Assemblymember Richard Bloom of Santa Monica revived the measure, Assembly Bill 1788, after it failed to pass in 2019. The bill began as a ban on SGARs for all state-owned property but is now a ban on all use with a number of exemptions, including for agricultural operations, food processing facilities and eradicating invasive species like nutria, as well as certain public health situations. A number of ag groups have dropped their opposition, though the Western Plant Health Association, Syngenta and pest control applicators remain opposed.
The final arguments on the Senate floor focused on separating politics from the scientific review process of a regulatory agency — a debate rehashed from bills in 2019 that proposed bans on the herbicide glyphosate and the insecticide chlorpyrifos.
In opposing AB 1788, Sen. Steven Glazer of Orinda argued that decisions to restrict SGARs should be rooted in science, “not based on politics.”
“We have a situation — and we get these once every year to come before the Senate — where someone says this is bad and we need to circumvent the process that's been established in law for having a thorough review based on science,” he said.
The current reevaluation process for SGARs began in 2019, following an investigation by the Department of Pesticide Regulation (DPR) that found previous mitigation measures that limited use to certified applicators had not decreased rates of SGAR exposure to other nontarget wildlife. Sen. Henry Stern of Canoga Park pointed out that DPR has been restricting local governments, specifically the city of Malibu, from imposing their own bans on SGARs during the review process.
“We have already made efforts to take those products off the shelves, and yet the pest control applicators keep using it,” said Stern. “It's cheap and it's easy, and it's easier in some ways than just cleaning up your garbage or doing the maintenance you need to make sure that there aren't rats coming.”
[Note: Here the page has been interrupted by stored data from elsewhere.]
//! Timed activity history and the analytics derived from it.
//!
//! Records are appended in the order they happen and never edited. Speed is
//! not stored; it is always recomputed from distance and elapsed time.

use chrono::{DateTime, Utc};
use serde::{Deserialize, Serialize};
use tracing::info;

use crate::chart::{self, Chart, ChartLayout};
use crate::error::{Error, Result};
use crate::storage::{CollectionKey, Record, Repository, Store};

/// How a timed activity was captured.
#[derive(Debug, Clone, Copy, PartialEq, Eq, Hash, Serialize, Deserialize)]
#[serde(rename_all = "snake_case")]
pub enum ActivityKind {
    /// Timed with the live stopwatch.
    Run,
    /// Entered by hand in the speed calculator.
    RunManual,
}

impl std::fmt::Display for ActivityKind {
    fn fmt(&self, f: &mut std::fmt::Formatter<'_>) -> std::fmt::Result {
        match self {
            Self::Run => write!(f, "run"),
            Self::RunManual => write!(f, "run_manual"),
        }
    }
}

/// One timed run.
#[derive(Debug, Clone, PartialEq, Serialize, Deserialize)]
pub struct TimedActivityRecord {
    kind: ActivityKind,
    /// Meters.
    distance: f64,
    /// Seconds.
    elapsed_time: f64,
    timestamp: DateTime<Utc>,
}

impl Record for TimedActivityRecord {
    const COLLECTION: CollectionKey = CollectionKey::History;
}

impl TimedActivityRecord {
    /// Create a record timestamped now.
    ///
    /// # Errors
    ///
    /// Returns a validation error unless both distance and elapsed time are
    /// finite and positive.
    pub fn new(kind: ActivityKind, distance: f64, elapsed_time: f64) -> Result<Self> {
        Self::with_timestamp(kind, distance, elapsed_time, Utc::now())
    }

    /// Create a record with an explicit timestamp.
    ///
    /// # Errors
    ///
    /// Same as [`TimedActivityRecord::new`].
    pub fn with_timestamp(
        kind: ActivityKind,
        distance: f64,
        elapsed_time: f64,
        timestamp: DateTime<Utc>,
    ) -> Result<Self> {
        if !is_positive(distance) {
            return Err(Error::validation(format!(
                "distance must be a positive number of meters, got {distance}"
            )));
        }
        if !is_positive(elapsed_time) {
            return Err(Error::validation(format!(
                "elapsed time must be a positive number of seconds, got {elapsed_time}"
            )));
        }
        Ok(Self {
            kind,
            distance,
            elapsed_time,
            timestamp,
        })
    }

    /// How the run was captured.
    #[must_use]
    pub fn kind(&self) -> ActivityKind {
        self.kind
    }

    /// Distance in meters.
    #[must_use]
    pub fn distance(&self) -> f64 {
        self.distance
    }

    /// Elapsed time in seconds.
    #[must_use]
    pub fn elapsed_time(&self) -> f64 {
        self.elapsed_time
    }

    /// When the run was recorded.
    #[must_use]
    pub fn timestamp(&self) -> DateTime<Utc> {
        self.timestamp
    }

    /// Speed in meters per second.
    ///
    /// `None` when the stored inputs don't produce a finite positive speed,
    /// which only happens for data that was edited or corrupted on disk.
    #[must_use]
    pub fn speed(&self) -> Option<f64> {
        let speed = self.distance / self.elapsed_time;
        is_positive(speed).then_some(speed)
    }
}

fn is_positive(value: f64) -> bool {
    value.is_finite() && value > 0.0
}

/// Pick the "top ~10%" speed out of a set of speeds.
///
/// Speeds are sorted fastest first and the value at rank
/// `max(0, floor(n * 0.1) - 1)` is returned. With fewer than 20 entries the
/// rank is 0, so the result is simply the fastest speed.
#[must_use]
pub fn top_decile(speeds: impl IntoIterator<Item = f64>) -> Option<f64> {
    let mut speeds: Vec<f64> = speeds.into_iter().collect();
    if speeds.is_empty() {
        return None;
    }
    speeds.sort_by(|a, b| b.total_cmp(a));
    let rank = (speeds.len() / 10).saturating_sub(1);
    Some(speeds[rank])
}

/// What the insight panel has to say about the history.
#[derive(Debug, Clone, Copy, PartialEq)]
pub enum Insight {
    /// Nothing has been recorded.
    NoHistory,
    /// Records exist but none has a defined speed.
    NoSpeedData,
    /// The top-decile speed in m/s.
    TopSpeed(f64),
}

/// Counts and badges for the history panel.
#[derive(Debug, Clone, PartialEq, Eq)]
pub struct HistorySummary {
    /// Number of records ever stored.
    pub total: usize,
    /// Labels for the most recent records, oldest first.
    pub badges: Vec<String>,
}

/// Badge text for a record.
#[must_use]
pub fn badge_label(record: &TimedActivityRecord) -> String {
    match record.speed() {
        Some(speed) => format!("🏃 {speed:.2} m/s"),
        None => "🏃 -- m/s".to_string(),
    }
}

/// The activity history collection.
#[derive(Debug)]
pub struct History<'a> {
    repo: Repository<'a, TimedActivityRecord>,
}

impl<'a> History<'a> {
    /// Open the history collection in `store`.
    #[must_use]
    pub fn new(store: &'a Store) -> Self {
        Self {
            repo: Repository::new(store),
        }
    }

    /// Append a record. Listeners on the store are told the history changed.
    ///
    /// # Errors
    ///
    /// Returns an error if the write fails.
    pub fn record(&self, entry: TimedActivityRecord) -> Result<TimedActivityRecord> {
        let entry = self.repo.append(entry)?;
        info!(
            kind = %entry.kind(),
            distance = entry.distance(),
            elapsed = entry.elapsed_time(),
            "activity recorded"
        );
        Ok(entry)
    }

    /// All records in the order they were recorded.
    #[must_use]
    pub fn entries(&self) -> Vec<TimedActivityRecord> {
        self.repo.list()
    }

    /// Number of records.
    #[must_use]
    pub fn len(&self) -> usize {
        self.repo.len()
    }

    /// Whether no records exist.
    #[must_use]
    pub fn is_empty(&self) -> bool {
        self.repo.is_empty()
    }

    /// The top-decile speed over every record with a defined speed.
    ///
    /// `None` means there is no speed data yet.
    #[must_use]
    pub fn top_decile_speed(&self) -> Option<f64> {
        top_decile(self.entries().iter().filter_map(TimedActivityRecord::speed))
    }

    /// The insight for the current history.
    #[must_use]
    pub fn insight(&self) -> Insight {
        let entries = self.entries();
        if entries.is_empty() {
            return Insight::NoHistory;
        }
        top_decile(entries.iter().filter_map(TimedActivityRecord::speed))
            .map_or(Insight::NoSpeedData, Insight::TopSpeed)
    }

    /// Speeds of the last `n` runs, oldest first.
    ///
    /// Every stored kind is a run, so no kind filter is needed. Records with
    /// an undefined speed chart as 0.
    #[must_use]
    pub fn recent_series(&self, n: usize) -> Vec<f64> {
        let entries = self.entries();
        let start = entries.len().saturating_sub(n);
        entries[start..]
            .iter()
            .map(|e| e.speed().unwrap_or(0.0))
            .collect()
    }

    /// Chart of the last `n` runs, scaled to the fastest run in that window.
    #[must_use]
    pub fn chart(&self, n: usize, layout: ChartLayout) -> Chart {
        chart::plot(&self.recent_series(n), layout)
    }

    /// Record count plus badges for the last `badge_count` records.
    #[must_use]
    pub fn summary(&self, badge_count: usize) -> HistorySummary {
        let entries = self.entries();
        let start = entries.len().saturating_sub(badge_count);
        HistorySummary {
            total: entries.len(),
            badges: entries[start..].iter().map(badge_label).collect(),
        }
    }

    /// Delete every record.
    ///
    /// # Errors
    ///
    /// Returns an error if the write fails.
    pub fn clear(&self) -> Result<bool> {
        self.repo.clear()
    }
}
Stern downplayed public health concerns tied to rodent problems, such as outbreaks of typhus in Los Angeles homeless populations, calling them excuses for addressing the problem and arguing that mountain lion groups were going extinct in the meantime. When used as rat poison, SGARs, which carry more potency than other classes of rodenticides, can be fatal to large predators. In 2019 Bloom and other lawmakers pointed to the death of P47, a mountain lion beloved by residents in the surrounding counties.
“Just last week we heard about the death of P76, the sixth collared mountain lion to die from anticoagulant rodenticides and the third to die in the last two years,” said Sen. Ben Allen of Santa Monica. “Researchers at UCLA and the National Park Service have documented the presence of this rodenticide in 26 of 27 local mountain lions that have been tested in our area.”
Republican Brian Dahle of Lassen County acknowledged the need to protect wildlife, but worried further restricting the use of SGARs would not be effective.
“We have a lot of people who use these anticoagulants and they're using them the wrong way,” said Dahle, citing cases of water quality issues from illegal pot growers applying large amounts of SGARs. “We need to go after the people who are breaking the law.”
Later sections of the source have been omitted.